Area, power, performance, and time to market are all critical design concerns in a competitive marketplace. A new, all-digital approach to implementing high-speed PHY logic and a DLL offers a path to addressing increasingly stringent market requirements. This article will outline the methodology behind an all-digital PHY+DLL and describe several key implementation techniques used when transitioning to a new standard cell library.

High-speed DDR2/3 memory interface solution

A typical DDR2/3 memory interface solution consists of four key functional blocks: the controller, the PHY, the I/Os, and the DDR memory devices. The controller, PHY, and I/Os reside on the target SoC, and the DDR memory devices reside off-chip, in a module or mounted directly to the printed circuit board (PCB). The controller provides all the decision-making and access scheduling required to convert a user memory access stream into data available for the user. The PHY provides the interface between the memory controller and the I/O pads. It implements all functions and timing required to control command launch, write-data launch, and read-data capture. The I/Os provide the signal driving, shaping, protection, and connection to the off-chip memory components. A simple block diagram of a typical DDR3 memory interface (Figure 1) illustrates how these key function blocks interconnect with each other.

PHY and DLL structure for a high-speed DDR interface

The physical layer of a DDR interface solution on an SoC manages the information transfer between the SoC and the off-chip DDR DRAM. Figure 2 illustrates one representation of a high-speed DDR3 interface solution, which includes the high-speed PHY logic and the DLL. The tan-colored blocks in Figure 2 are all hardened GDS II digital macros; the remaining blocks comprise digital components that are synthesized during chip integration. All of the critical timing and path balancing should be contained within the hard macros.

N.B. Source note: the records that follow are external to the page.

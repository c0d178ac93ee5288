//! Recognizing an expansion as a combination of the weak Jacobi basis.

use std::collections::BTreeSet;

use num_traits::Zero;
use tracing::debug;

use crate::algebra::linalg::{self, Solution};
use crate::algebra::{Rational, Series};
use crate::error::{Error, Result};
use crate::jacobi::{basis_half_integral, JacobiSeries, WeakJacobiForm};

/// Coefficients of `expansion` in the basis of weak Jacobi forms of weight 0
/// and index `double_index / 2`.
///
/// Rows are the `(q^n, y^e)` coefficients for `n = 0, 1, …`, one more power
/// of `q` per round, until the system has full rank. Every row seen so far
/// is checked against the solution.
///
/// # Errors
///
/// - [`Error::NotJacobiForm`] when the rows are inconsistent;
/// - [`Error::Underdetermined`] when the known `q`-powers, at most
///   `double_index + 1` of them, never reach full rank.
pub fn fit_coefficients(expansion: &JacobiSeries, double_index: usize) -> Result<Vec<Rational>> {
    let rounds = expansion.precision().min(double_index + 1);
    let basis = basis_half_integral(double_index, rounds)?;
    let unknowns = basis.len();

    let mut rows: Vec<Vec<Rational>> = Vec::new();
    let mut rhs: Vec<Rational> = Vec::new();
    let mut rank = 0;
    for n in 0..rounds {
        let Some(target) = expansion.coefficient(n) else {
            break;
        };
        let mut exponents: BTreeSet<i32> = target.exponents().collect();
        for form in &basis {
            if let Some(c) = form.expansion().coefficient(n) {
                exponents.extend(c.exponents());
            }
        }
        for e in exponents {
            rows.push(
                basis
                    .iter()
                    .map(|form| form.coefficient(n, e).unwrap_or_else(Rational::zero))
                    .collect(),
            );
            rhs.push(target.coefficient(e));
        }

        match linalg::solve(&rows, &rhs, unknowns) {
            Solution::Unique(coefficients) => {
                debug!(round = n, rows = rows.len(), unknowns, "weak Jacobi fit determined");
                return Ok(coefficients);
            }
            Solution::Underdetermined { rank: reached } => {
                debug!(round = n, rows = rows.len(), rank = reached, unknowns, "weak Jacobi fit underdetermined");
                rank = reached;
            }
            Solution::Inconsistent => {
                debug!(round = n, rows = rows.len(), "weak Jacobi fit inconsistent");
                return Err(Error::NotJacobiForm { double_index });
            }
        }
    }
    Err(Error::Underdetermined { rank, unknowns })
}

/// `Σ_i coefficients[i] · basis_i`, expanded modulo `q^precision`.
///
/// # Errors
///
/// Propagates failures building the basis.
pub fn combine(coefficients: &[Rational], double_index: usize, precision: usize) -> Result<JacobiSeries> {
    let basis: Vec<WeakJacobiForm> = basis_half_integral(double_index, precision)?;
    Ok(basis
        .iter()
        .zip(coefficients)
        .filter(|(_, c)| !c.is_zero())
        .fold(Series::zero(precision), |acc, (form, c)| {
            acc + form.expansion().scale(c)
        }))
}

#[cfg(test)]
mod tests {
    use super::*;
    use crate::algebra::integer;
    use crate::jacobi::{phi_0_1, phi_0_3_2, phi_minus2_1};

    #[test]
    fn recovers_a_known_combination() {
        let b = phi_0_1(3);
        let a = phi_minus2_1(3);
        let e4 = crate::jacobi::eisenstein(4, 3).expect("even weight");
        // 3 φ_{0,1}^2 - 5 φ_{-2,1}^2 E4
        let target = b.pow(2).expansion().scale(&integer(3))
            - a.pow(2).mul_modular(&e4, 4).expansion().scale(&integer(5));
        let coefficients = fit_coefficients(&target, 4).expect("in the span");
        assert_eq!(coefficients, vec![integer(3), integer(-5)]);
        let rebuilt = combine(&coefficients, 4, 3).expect("basis");
        assert_eq!(rebuilt, target);
    }

    #[test]
    fn rejects_forms_of_the_wrong_index() {
        let target = phi_0_3_2(3).expansion().clone();
        assert_eq!(
            fit_coefficients(&target, 2),
            Err(Error::NotJacobiForm { double_index: 2 })
        );
    }

    #[test]
    fn too_few_rows_are_underdetermined() {
        let unknown: JacobiSeries = Series::zero(0);
        assert_eq!(
            fit_coefficients(&unknown, 4),
            Err(Error::Underdetermined { rank: 0, unknowns: 2 })
        );
    }

    #[test]
    fn empty_basis_fits_only_zero() {
        assert_eq!(fit_coefficients(&Series::zero(2), 1), Ok(vec![]));
        let nonzero = phi_0_3_2(2).expansion().clone();
        assert!(fit_coefficients(&nonzero, 1).is_err());
    }
}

Overview of PHY+DLL function

The data slices on the right side of Figure 2 show the data transfer between the DDR3 PHY and the off-chip DDR3 memory. The control block on the right side of Figure 2 generates the address and command signals required by the off-chip DDR3 memory. The data slice contains the storage registers and timing elements required to position the data within the acceptable timing window (data eye) needed for robust data transfer. The master DLL, on the left side of Figure 2, determines the timing relationship required for robust operation. Slave DLLs within each data slice pick up this timing data and implement a precise 90-degree phase shift. Read and write leveling operations required for DDR3 are controlled by the read and write leveling finite state machines (FSMs) on the left side of Figure 2. The rest of the interface to the DDR3 controller includes the FIFO and data enable generation logic that simplifies the transmission of data between the controller and the PHY.

DLL operation

A master and a slave DLL work together to implement a precise 90-degree shift in the clock for DDR3 operation. The master DLL precisely calculates the clock period and adjusts this calculation across voltage and temperature. The slave DLL performs the 90-degree clock shift. As can be seen in Figure 2, three slave DLLs are used in each PHY_DATA macro. One DLL is required to align the DQ on the write across the byte, another is required to align the DQS during a write operation, and a third is required to align the DQS during a read operation. In this implementation, the DQ and DQS alignment is contained within an 8-bit data slice to minimize the amount of uncertainty and jitter introduced into the DQ and DQS signals.

PHY+DLL hard macros

Three unique hard macros are used as building blocks to construct a high-speed DDR3 interface: the PHY_DATA macro, the PHY_CONTROL macro, and the MASTER_DLL macro. We have just described the tasks of the PHY_DATA macro and MASTER_DLL macro. The third hard macro is PHY_CONTROL, which comprises all of the high-speed logic associated with the address and command interface.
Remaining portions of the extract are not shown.